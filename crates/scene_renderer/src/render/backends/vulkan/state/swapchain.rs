//! Vulkan swapchain management
//!
//! Handles swapchain creation and recreation. Recreation hands the old
//! swapchain to the driver so in-flight presentation can finish against it.

use ash::extensions::khr::Swapchain as SwapchainLoader;
use ash::{vk, Device};

use super::targets::{AcquireOutcome, PresentOutcome, PresentTarget};
use crate::render::backends::vulkan::{VulkanContext, VulkanError, VulkanResult};

/// Preferred colour format; falls back to whatever the surface lists first
const PREFERRED_FORMAT: vk::SurfaceFormatKHR = vk::SurfaceFormatKHR {
    format: vk::Format::B8G8R8A8_SRGB,
    color_space: vk::ColorSpaceKHR::SRGB_NONLINEAR,
};

/// Pick the surface format
pub fn choose_surface_format(available: &[vk::SurfaceFormatKHR]) -> Option<vk::SurfaceFormatKHR> {
    available
        .iter()
        .copied()
        .find(|sf| sf.format == PREFERRED_FORMAT.format && sf.color_space == PREFERRED_FORMAT.color_space)
        .or_else(|| available.first().copied())
}

/// Pick the present mode: FIFO with vsync, otherwise MAILBOX, then IMMEDIATE, then FIFO
pub fn choose_present_mode(available: &[vk::PresentModeKHR], vsync: bool) -> vk::PresentModeKHR {
    if vsync {
        return vk::PresentModeKHR::FIFO;
    }
    [vk::PresentModeKHR::MAILBOX, vk::PresentModeKHR::IMMEDIATE]
        .into_iter()
        .find(|mode| available.contains(mode))
        .unwrap_or(vk::PresentModeKHR::FIFO)
}

/// Use the surface's extent when it dictates one, otherwise clamp the request
pub fn choose_extent(caps: &vk::SurfaceCapabilitiesKHR, requested: vk::Extent2D) -> vk::Extent2D {
    if caps.current_extent.width != u32::MAX {
        caps.current_extent
    } else {
        vk::Extent2D {
            width: requested
                .width
                .clamp(caps.min_image_extent.width, caps.max_image_extent.width),
            height: requested
                .height
                .clamp(caps.min_image_extent.height, caps.max_image_extent.height),
        }
    }
}

/// One more than the minimum, capped by the maximum when there is one
pub fn choose_image_count(caps: &vk::SurfaceCapabilitiesKHR) -> u32 {
    let wanted = caps.min_image_count + 1;
    if caps.max_image_count > 0 {
        wanted.min(caps.max_image_count)
    } else {
        wanted
    }
}

/// Swapchain with its image views
pub struct Swapchain {
    device: Device,
    loader: SwapchainLoader,
    swapchain: vk::SwapchainKHR,
    images: Vec<vk::Image>,
    image_views: Vec<vk::ImageView>,
    format: vk::SurfaceFormatKHR,
    extent: vk::Extent2D,
    present_mode: vk::PresentModeKHR,
    vsync: bool,
}

impl Swapchain {
    /// Create a swapchain for the context's surface
    pub fn new(context: &VulkanContext, requested: vk::Extent2D, vsync: bool) -> VulkanResult<Self> {
        let loader = context
            .swapchain_loader()
            .cloned()
            .ok_or_else(|| VulkanError::invalid("Context has no presentation surface"))?;

        let mut swapchain = Self {
            device: context.raw_device(),
            loader,
            swapchain: vk::SwapchainKHR::null(),
            images: Vec::new(),
            image_views: Vec::new(),
            format: PREFERRED_FORMAT,
            extent: requested,
            present_mode: vk::PresentModeKHR::FIFO,
            vsync,
        };
        swapchain.create(context, requested)?;
        Ok(swapchain)
    }

    fn create(&mut self, context: &VulkanContext, requested: vk::Extent2D) -> VulkanResult<()> {
        let (surface, surface_loader) = context
            .surface()
            .ok_or_else(|| VulkanError::invalid("Context has no presentation surface"))?;
        let physical_device = context.physical_device().device;

        let caps = unsafe { surface_loader.get_physical_device_surface_capabilities(physical_device, surface) }
            .map_err(VulkanError::Api)?;
        let formats = unsafe { surface_loader.get_physical_device_surface_formats(physical_device, surface) }
            .map_err(VulkanError::Api)?;
        let present_modes = unsafe { surface_loader.get_physical_device_surface_present_modes(physical_device, surface) }
            .map_err(VulkanError::Api)?;

        let format = choose_surface_format(&formats)
            .ok_or_else(|| VulkanError::InitializationFailed("Surface reports no formats".to_string()))?;
        let present_mode = choose_present_mode(&present_modes, self.vsync);
        let extent = choose_extent(&caps, requested);
        let image_count = choose_image_count(&caps);

        let old_swapchain = self.swapchain;
        let create_info = vk::SwapchainCreateInfoKHR::builder()
            .surface(surface)
            .min_image_count(image_count)
            .image_format(format.format)
            .image_color_space(format.color_space)
            .image_extent(extent)
            .image_array_layers(1)
            .image_usage(vk::ImageUsageFlags::COLOR_ATTACHMENT)
            .image_sharing_mode(vk::SharingMode::EXCLUSIVE)
            .pre_transform(caps.current_transform)
            .composite_alpha(vk::CompositeAlphaFlagsKHR::OPAQUE)
            .present_mode(present_mode)
            .clipped(true)
            .old_swapchain(old_swapchain);

        let swapchain = unsafe { self.loader.create_swapchain(&create_info, None) }
            .map_err(VulkanError::creation("swapchain"))?;

        self.destroy_views();
        if old_swapchain != vk::SwapchainKHR::null() {
            unsafe { self.loader.destroy_swapchain(old_swapchain, None) };
        }
        self.swapchain = swapchain;

        self.images = unsafe { self.loader.get_swapchain_images(swapchain) }.map_err(VulkanError::Api)?;
        for &image in &self.images {
            let view_info = vk::ImageViewCreateInfo::builder()
                .image(image)
                .view_type(vk::ImageViewType::TYPE_2D)
                .format(format.format)
                .components(vk::ComponentMapping::default())
                .subresource_range(vk::ImageSubresourceRange {
                    aspect_mask: vk::ImageAspectFlags::COLOR,
                    base_mip_level: 0,
                    level_count: 1,
                    base_array_layer: 0,
                    layer_count: 1,
                });
            let view = unsafe { self.device.create_image_view(&view_info, None) }
                .map_err(VulkanError::creation("swapchain image view"))?;
            self.image_views.push(view);
        }

        self.format = format;
        self.extent = extent;
        self.present_mode = present_mode;

        log::info!(
            "Swapchain ready: {}x{}, {} images, {:?}, {:?}",
            extent.width,
            extent.height,
            self.images.len(),
            format.format,
            present_mode
        );
        Ok(())
    }

    fn destroy_views(&mut self) {
        for view in self.image_views.drain(..) {
            unsafe { self.device.destroy_image_view(view, None) };
        }
    }

    /// Swapchain handle
    pub fn handle(&self) -> vk::SwapchainKHR {
        self.swapchain
    }

    /// Present mode in use
    pub fn present_mode(&self) -> vk::PresentModeKHR {
        self.present_mode
    }
}

impl PresentTarget for Swapchain {
    fn extent(&self) -> vk::Extent2D {
        self.extent
    }

    fn format(&self) -> vk::Format {
        self.format.format
    }

    fn image_views(&self) -> &[vk::ImageView] {
        &self.image_views
    }

    fn final_layout(&self) -> vk::ImageLayout {
        vk::ImageLayout::PRESENT_SRC_KHR
    }

    fn acquire(&mut self, signal: vk::Semaphore, timeout_ns: u64) -> VulkanResult<AcquireOutcome> {
        match unsafe {
            self.loader
                .acquire_next_image(self.swapchain, timeout_ns, signal, vk::Fence::null())
        } {
            Ok((index, suboptimal)) => Ok(AcquireOutcome::Acquired { index, suboptimal }),
            Err(vk::Result::TIMEOUT | vk::Result::NOT_READY) => Ok(AcquireOutcome::Timeout),
            Err(vk::Result::ERROR_OUT_OF_DATE_KHR) => Ok(AcquireOutcome::OutOfDate),
            Err(vk::Result::ERROR_SURFACE_LOST_KHR) => Err(VulkanError::SurfaceLost),
            Err(e) => Err(VulkanError::Api(e)),
        }
    }

    fn present(&mut self, queue: vk::Queue, index: u32, wait: vk::Semaphore) -> VulkanResult<PresentOutcome> {
        let wait_semaphores = [wait];
        let swapchains = [self.swapchain];
        let indices = [index];
        let present_info = vk::PresentInfoKHR::builder()
            .wait_semaphores(&wait_semaphores)
            .swapchains(&swapchains)
            .image_indices(&indices);

        match unsafe { self.loader.queue_present(queue, &present_info) } {
            Ok(false) => Ok(PresentOutcome::Presented),
            Ok(true) | Err(vk::Result::ERROR_OUT_OF_DATE_KHR) => Ok(PresentOutcome::NeedsRebuild),
            Err(vk::Result::ERROR_SURFACE_LOST_KHR) => Err(VulkanError::SurfaceLost),
            Err(e) => Err(VulkanError::Api(e)),
        }
    }

    fn rebuild(&mut self, context: &VulkanContext, extent: vk::Extent2D) -> VulkanResult<()> {
        self.create(context, extent)
    }

    fn vsync(&self) -> bool {
        self.vsync
    }

    fn set_vsync(&mut self, vsync: bool) {
        self.vsync = vsync;
    }
}

impl Drop for Swapchain {
    fn drop(&mut self) {
        self.destroy_views();
        if self.swapchain != vk::SwapchainKHR::null() {
            unsafe { self.loader.destroy_swapchain(self.swapchain, None) };
        }
    }
}

#[cfg(test)]
mod tests {
    use super::*;

    fn caps(current: (u32, u32), min_count: u32, max_count: u32) -> vk::SurfaceCapabilitiesKHR {
        vk::SurfaceCapabilitiesKHR {
            min_image_count: min_count,
            max_image_count: max_count,
            current_extent: vk::Extent2D {
                width: current.0,
                height: current.1,
            },
            min_image_extent: vk::Extent2D { width: 1, height: 1 },
            max_image_extent: vk::Extent2D {
                width: 4096,
                height: 4096,
            },
            ..Default::default()
        }
    }

    #[test]
    fn test_vsync_always_fifo() {
        let all = [vk::PresentModeKHR::MAILBOX, vk::PresentModeKHR::IMMEDIATE, vk::PresentModeKHR::FIFO];
        assert_eq!(choose_present_mode(&all, true), vk::PresentModeKHR::FIFO);
    }

    #[test]
    fn test_no_vsync_prefers_mailbox_then_immediate() {
        let all = [vk::PresentModeKHR::FIFO, vk::PresentModeKHR::IMMEDIATE, vk::PresentModeKHR::MAILBOX];
        assert_eq!(choose_present_mode(&all, false), vk::PresentModeKHR::MAILBOX);
        let no_mailbox = [vk::PresentModeKHR::FIFO, vk::PresentModeKHR::IMMEDIATE];
        assert_eq!(choose_present_mode(&no_mailbox, false), vk::PresentModeKHR::IMMEDIATE);
        assert_eq!(choose_present_mode(&[vk::PresentModeKHR::FIFO], false), vk::PresentModeKHR::FIFO);
    }

    #[test]
    fn test_surface_format_preference() {
        let unorm = vk::SurfaceFormatKHR {
            format: vk::Format::B8G8R8A8_UNORM,
            color_space: vk::ColorSpaceKHR::SRGB_NONLINEAR,
        };
        assert_eq!(choose_surface_format(&[unorm, PREFERRED_FORMAT]), Some(PREFERRED_FORMAT));
        assert_eq!(choose_surface_format(&[unorm]), Some(unorm));
        assert_eq!(choose_surface_format(&[]), None);
    }

    #[test]
    fn test_extent_follows_surface_when_fixed() {
        let fixed = caps((800, 600), 2, 3);
        let chosen = choose_extent(&fixed, vk::Extent2D { width: 1024, height: 768 });
        assert_eq!(chosen, vk::Extent2D { width: 800, height: 600 });

        let free = caps((u32::MAX, u32::MAX), 2, 3);
        let chosen = choose_extent(&free, vk::Extent2D { width: 9000, height: 300 });
        assert_eq!(chosen, vk::Extent2D { width: 4096, height: 300 });
    }

    #[test]
    fn test_image_count() {
        assert_eq!(choose_image_count(&caps((1, 1), 2, 0)), 3);
        assert_eq!(choose_image_count(&caps((1, 1), 2, 2)), 2);
    }
}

——

**Exercise aim**
In the entries above, the lines between the one holding "let view = unsafe" and the one holding "let swapchains = [self.swapchain];", inclusive, are to be printed exactly as written, and those alone.

**Answer for the task**
            let view = unsafe { self.device.create_image_view(&view_info, None) }
                .map_err(VulkanError::creation("swapchain image view"))?;
            self.image_views.push(view);
        }

        self.format = format;
        self.extent = extent;
        self.present_mode = present_mode;

        log::info!(
            "Swapchain ready: {}x{}, {} images, {:?}, {:?}",
            extent.width,
            extent.height,
            self.images.len(),
            format.format,
            present_mode
        );
        Ok(())
    }

    fn destroy_views(&mut self) {
        for view in self.image_views.drain(..) {
            unsafe { self.device.destroy_image_view(view, None) };
        }
    }

    /// Swapchain handle
    pub fn handle(&self) -> vk::SwapchainKHR {
        self.swapchain
    }

    /// Present mode in use
    pub fn present_mode(&self) -> vk::PresentModeKHR {
        self.present_mode
    }
}

impl PresentTarget for Swapchain {
    fn extent(&self) -> vk::Extent2D {
        self.extent
    }

    fn format(&self) -> vk::Format {
        self.format.format
    }

    fn image_views(&self) -> &[vk::ImageView] {
        &self.image_views
    }

    fn final_layout(&self) -> vk::ImageLayout {
        vk::ImageLayout::PRESENT_SRC_KHR
    }

    fn acquire(&mut self, signal: vk::Semaphore, timeout_ns: u64) -> VulkanResult<AcquireOutcome> {
        match unsafe {
            self.loader
                .acquire_next_image(self.swapchain, timeout_ns, signal, vk::Fence::null())
        } {
            Ok((index, suboptimal)) => Ok(AcquireOutcome::Acquired { index, suboptimal }),
            Err(vk::Result::TIMEOUT | vk::Result::NOT_READY) => Ok(AcquireOutcome::Timeout),
            Err(vk::Result::ERROR_OUT_OF_DATE_KHR) => Ok(AcquireOutcome::OutOfDate),
            Err(vk::Result::ERROR_SURFACE_LOST_KHR) => Err(VulkanError::SurfaceLost),
            Err(e) => Err(VulkanError::Api(e)),
        }
    }

    fn present(&mut self, queue: vk::Queue, index: u32, wait: vk::Semaphore) -> VulkanResult<PresentOutcome> {
        let wait_semaphores = [wait];
        let swapchains = [self.swapchain];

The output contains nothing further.